(Dataset entries)
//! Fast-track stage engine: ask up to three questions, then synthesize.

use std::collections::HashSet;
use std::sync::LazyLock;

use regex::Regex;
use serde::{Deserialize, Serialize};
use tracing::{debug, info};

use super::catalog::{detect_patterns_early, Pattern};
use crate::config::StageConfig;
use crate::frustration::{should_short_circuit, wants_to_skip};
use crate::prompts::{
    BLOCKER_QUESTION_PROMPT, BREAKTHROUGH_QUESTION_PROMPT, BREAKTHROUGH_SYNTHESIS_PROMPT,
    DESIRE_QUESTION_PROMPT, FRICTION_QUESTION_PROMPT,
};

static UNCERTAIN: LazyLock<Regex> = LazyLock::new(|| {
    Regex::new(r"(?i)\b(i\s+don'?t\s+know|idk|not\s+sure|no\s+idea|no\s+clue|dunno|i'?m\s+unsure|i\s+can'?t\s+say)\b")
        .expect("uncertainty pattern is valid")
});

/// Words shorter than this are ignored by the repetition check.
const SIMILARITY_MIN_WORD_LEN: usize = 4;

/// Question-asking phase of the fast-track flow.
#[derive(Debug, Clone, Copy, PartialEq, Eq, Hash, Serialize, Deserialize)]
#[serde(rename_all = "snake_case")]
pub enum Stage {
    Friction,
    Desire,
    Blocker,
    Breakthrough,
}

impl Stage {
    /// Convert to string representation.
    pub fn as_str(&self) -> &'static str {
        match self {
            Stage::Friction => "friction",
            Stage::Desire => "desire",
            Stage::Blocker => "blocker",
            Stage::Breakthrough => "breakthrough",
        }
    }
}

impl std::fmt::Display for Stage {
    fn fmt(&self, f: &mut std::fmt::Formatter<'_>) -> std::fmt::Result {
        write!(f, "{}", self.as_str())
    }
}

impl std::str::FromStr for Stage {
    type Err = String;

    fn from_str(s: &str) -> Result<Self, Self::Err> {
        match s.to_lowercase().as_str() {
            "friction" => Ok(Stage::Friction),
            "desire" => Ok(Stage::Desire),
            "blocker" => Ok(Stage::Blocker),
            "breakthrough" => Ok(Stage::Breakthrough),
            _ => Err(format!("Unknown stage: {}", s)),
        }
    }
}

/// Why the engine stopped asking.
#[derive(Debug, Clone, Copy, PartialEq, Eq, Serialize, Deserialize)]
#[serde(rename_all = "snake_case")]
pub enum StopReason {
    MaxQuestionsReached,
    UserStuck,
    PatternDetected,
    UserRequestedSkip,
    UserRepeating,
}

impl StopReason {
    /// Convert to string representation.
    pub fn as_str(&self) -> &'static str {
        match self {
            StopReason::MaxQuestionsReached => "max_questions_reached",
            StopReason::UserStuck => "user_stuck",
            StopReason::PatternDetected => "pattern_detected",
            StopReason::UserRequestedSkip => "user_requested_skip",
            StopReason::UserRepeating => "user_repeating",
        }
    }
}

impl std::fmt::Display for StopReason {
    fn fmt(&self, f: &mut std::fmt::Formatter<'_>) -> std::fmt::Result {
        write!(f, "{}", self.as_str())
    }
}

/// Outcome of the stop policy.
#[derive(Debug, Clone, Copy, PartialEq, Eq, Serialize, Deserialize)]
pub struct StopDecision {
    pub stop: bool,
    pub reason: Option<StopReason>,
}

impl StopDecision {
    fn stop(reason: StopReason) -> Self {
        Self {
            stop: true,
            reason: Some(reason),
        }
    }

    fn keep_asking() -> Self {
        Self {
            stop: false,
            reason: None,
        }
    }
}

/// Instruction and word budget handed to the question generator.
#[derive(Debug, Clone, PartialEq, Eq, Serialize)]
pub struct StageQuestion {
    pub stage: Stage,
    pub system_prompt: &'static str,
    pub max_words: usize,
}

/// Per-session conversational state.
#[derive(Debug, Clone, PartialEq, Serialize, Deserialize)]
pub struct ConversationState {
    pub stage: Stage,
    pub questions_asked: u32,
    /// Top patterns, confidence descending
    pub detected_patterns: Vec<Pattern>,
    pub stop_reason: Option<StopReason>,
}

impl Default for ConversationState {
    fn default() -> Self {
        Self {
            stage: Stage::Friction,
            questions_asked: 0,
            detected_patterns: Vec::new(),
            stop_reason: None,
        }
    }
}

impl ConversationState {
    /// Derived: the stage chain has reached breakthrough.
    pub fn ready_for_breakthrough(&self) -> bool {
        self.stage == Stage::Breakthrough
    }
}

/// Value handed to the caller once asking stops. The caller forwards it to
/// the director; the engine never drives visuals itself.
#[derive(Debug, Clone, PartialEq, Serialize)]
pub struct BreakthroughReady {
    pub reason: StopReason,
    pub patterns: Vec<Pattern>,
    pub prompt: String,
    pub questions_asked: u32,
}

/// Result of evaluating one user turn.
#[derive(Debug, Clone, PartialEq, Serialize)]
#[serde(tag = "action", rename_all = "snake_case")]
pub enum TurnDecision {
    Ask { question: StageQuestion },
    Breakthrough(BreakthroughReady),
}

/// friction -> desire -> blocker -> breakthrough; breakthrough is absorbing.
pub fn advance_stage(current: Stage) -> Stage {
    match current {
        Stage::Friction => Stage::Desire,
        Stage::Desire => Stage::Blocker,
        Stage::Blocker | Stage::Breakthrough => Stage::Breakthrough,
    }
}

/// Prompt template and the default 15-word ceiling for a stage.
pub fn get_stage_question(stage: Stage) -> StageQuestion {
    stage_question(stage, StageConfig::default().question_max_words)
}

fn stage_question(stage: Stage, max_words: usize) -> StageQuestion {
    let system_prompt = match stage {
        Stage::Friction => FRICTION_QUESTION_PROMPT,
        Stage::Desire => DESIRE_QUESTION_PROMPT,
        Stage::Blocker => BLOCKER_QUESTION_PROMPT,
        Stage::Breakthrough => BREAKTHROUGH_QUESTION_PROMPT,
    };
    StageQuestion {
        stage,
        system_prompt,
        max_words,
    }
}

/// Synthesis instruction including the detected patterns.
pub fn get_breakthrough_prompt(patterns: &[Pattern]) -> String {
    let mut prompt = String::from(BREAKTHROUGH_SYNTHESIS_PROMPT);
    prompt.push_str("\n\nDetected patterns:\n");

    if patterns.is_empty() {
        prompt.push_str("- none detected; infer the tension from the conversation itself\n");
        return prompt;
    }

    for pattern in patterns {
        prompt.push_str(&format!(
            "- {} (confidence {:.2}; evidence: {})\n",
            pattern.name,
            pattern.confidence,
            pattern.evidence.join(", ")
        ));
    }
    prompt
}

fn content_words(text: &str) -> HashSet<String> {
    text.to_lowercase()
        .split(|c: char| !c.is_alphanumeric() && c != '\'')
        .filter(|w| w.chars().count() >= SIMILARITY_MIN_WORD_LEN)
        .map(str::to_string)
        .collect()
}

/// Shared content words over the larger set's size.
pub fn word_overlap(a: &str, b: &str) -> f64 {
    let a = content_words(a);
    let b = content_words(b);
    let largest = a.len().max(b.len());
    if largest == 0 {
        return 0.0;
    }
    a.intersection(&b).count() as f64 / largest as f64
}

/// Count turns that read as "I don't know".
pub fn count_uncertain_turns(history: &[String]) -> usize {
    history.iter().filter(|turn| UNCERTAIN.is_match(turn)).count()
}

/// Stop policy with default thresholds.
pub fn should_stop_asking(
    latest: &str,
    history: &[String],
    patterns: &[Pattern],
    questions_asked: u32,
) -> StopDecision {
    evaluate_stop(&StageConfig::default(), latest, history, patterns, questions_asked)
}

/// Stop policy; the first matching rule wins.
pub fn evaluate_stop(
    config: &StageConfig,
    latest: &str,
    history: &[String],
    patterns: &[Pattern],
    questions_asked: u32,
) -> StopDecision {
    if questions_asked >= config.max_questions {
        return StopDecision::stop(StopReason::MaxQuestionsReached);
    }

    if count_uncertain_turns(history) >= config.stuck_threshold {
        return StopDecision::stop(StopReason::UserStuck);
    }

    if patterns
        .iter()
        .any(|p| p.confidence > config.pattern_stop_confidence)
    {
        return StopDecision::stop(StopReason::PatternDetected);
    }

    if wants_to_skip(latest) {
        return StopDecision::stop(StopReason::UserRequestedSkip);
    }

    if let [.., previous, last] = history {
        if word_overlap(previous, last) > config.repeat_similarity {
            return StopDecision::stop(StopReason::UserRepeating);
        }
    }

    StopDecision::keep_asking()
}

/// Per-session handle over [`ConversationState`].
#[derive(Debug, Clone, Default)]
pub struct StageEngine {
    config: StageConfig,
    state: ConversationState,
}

» Problem description
Work out how many lines in this data contain "session". Only that number should be given.

» Response box
2